* Records provided:
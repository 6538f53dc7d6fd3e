use std::io::Read;

use serde::{Deserialize, Deserializer};

use crate::workflows::intake::domain::{normalize_key, ContactMethod, LeadSubmission};

pub(crate) fn parse_rows<R: Read>(reader: R) -> Result<Vec<LeadSubmission>, csv::Error> {
    let mut csv_reader = csv::ReaderBuilder::new()
        .trim(csv::Trim::All)
        .from_reader(reader);
    let mut submissions = Vec::new();

    for record in csv_reader.deserialize::<LeadRow>() {
        let row = record?;
        submissions.push(row.into_submission());
    }

    Ok(submissions)
}

#[derive(Debug, Deserialize)]
struct LeadRow {
    #[serde(rename = "Name", default)]
    name: String,
    #[serde(rename = "Email", default)]
    email: String,
    #[serde(rename = "Phone", default, deserialize_with = "empty_string_as_none")]
    phone: Option<String>,
    #[serde(rename = "Case Type", default)]
    case_type: String,
    #[serde(rename = "Message", default)]
    message: String,
    #[serde(
        rename = "Preferred Contact",
        default,
        deserialize_with = "empty_string_as_none"
    )]
    preferred_contact: Option<String>,
    #[serde(rename = "Location", default, deserialize_with = "empty_string_as_none")]
    location: Option<String>,
    #[serde(rename = "Language", default, deserialize_with = "empty_string_as_none")]
    language: Option<String>,
}

impl LeadRow {
    fn into_submission(self) -> LeadSubmission {
        let preferred_contact = self
            .preferred_contact
            .as_deref()
            .and_then(parse_contact_method);

        LeadSubmission {
            name: self.name,
            email: self.email,
            phone: self.phone,
            case_type: self.case_type,
            message: self.message,
            preferred_contact,
            location: self.location,
            language: self.language,
        }
    }
}

fn parse_contact_method(raw: &str) -> Option<ContactMethod> {
    match normalize_key(raw).as_str() {
        "phone" | "call" => Some(ContactMethod::Phone),
        "email" => Some(ContactMethod::Email),
        "text" | "sms" => Some(ContactMethod::Text),
        _ => None,
    }
}

fn empty_string_as_none<'de, D>(deserializer: D) -> Result<Option<String>, D::Error>
where
    D: Deserializer<'de>,
{
    let opt = Option::<String>::deserialize(deserializer)?;
    Ok(opt.filter(|value| !value.trim().is_empty()))
}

* Work order:
Transcribe the records above exactly as they appear.

* Output for this exercise:
repository 6538f53dc7d6fd3e
use std::io::Read;

use serde::{Deserialize, Deserializer};

use crate::workflows::intake::domain::{normalize_key, ContactMethod, LeadSubmission};

pub(crate) fn parse_rows<R: Read>(reader: R) -> Result<Vec<LeadSubmission>, csv::Error> {
    let mut csv_reader = csv::ReaderBuilder::new()
        .trim(csv::Trim::All)
        .from_reader(reader);
    let mut submissions = Vec::new();

    for record in csv_reader.deserialize::<LeadRow>() {
        let row = record?;
        submissions.push(row.into_submission());
    }

    Ok(submissions)
}

#[derive(Debug, Deserialize)]
struct LeadRow {
    #[serde(rename = "Name", default)]
    name: String,
    #[serde(rename = "Email", default)]
    email: String,
    #[serde(rename = "Phone", default, deserialize_with = "empty_string_as_none")]
    phone: Option<String>,
    #[serde(rename = "Case Type", default)]
    case_type: String,
    #[serde(rename = "Message", default)]
    message: String,
    #[serde(
        rename = "Preferred Contact",
        default,
        deserialize_with = "empty_string_as_none"
    )]
    preferred_contact: Option<String>,
    #[serde(rename = "Location", default, deserialize_with = "empty_string_as_none")]
    location: Option<String>,
    #[serde(rename = "Language", default, deserialize_with = "empty_string_as_none")]
    language: Option<String>,
}

impl LeadRow {
    fn into_submission(self) -> LeadSubmission {
        let preferred_contact = self
            .preferred_contact
            .as_deref()
            .and_then(parse_contact_method);

        LeadSubmission {
            name: self.name,
            email: self.email,
            phone: self.phone,
            case_type: self.case_type,
            message: self.message,
            preferred_contact,
            location: self.location,
            language: self.language,
        }
    }
}

fn parse_contact_method(raw: &str) -> Option<ContactMethod> {
    match normalize_key(raw).as_str() {
        "phone" | "call" => Some(ContactMethod::Phone),
        "email" => Some(ContactMethod::Email),
        "text" | "sms" => Some(ContactMethod::Text),
        _ => None,
    }
}

fn empty_string_as_none<'de, D>(deserializer: D) -> Result<Option<String>, D::Error>
where
    D: Deserializer<'de>,
{
    let opt = Option::<String>::deserialize(deserializer)?;
    Ok(opt.filter(|value| !value.trim().is_empty()))
}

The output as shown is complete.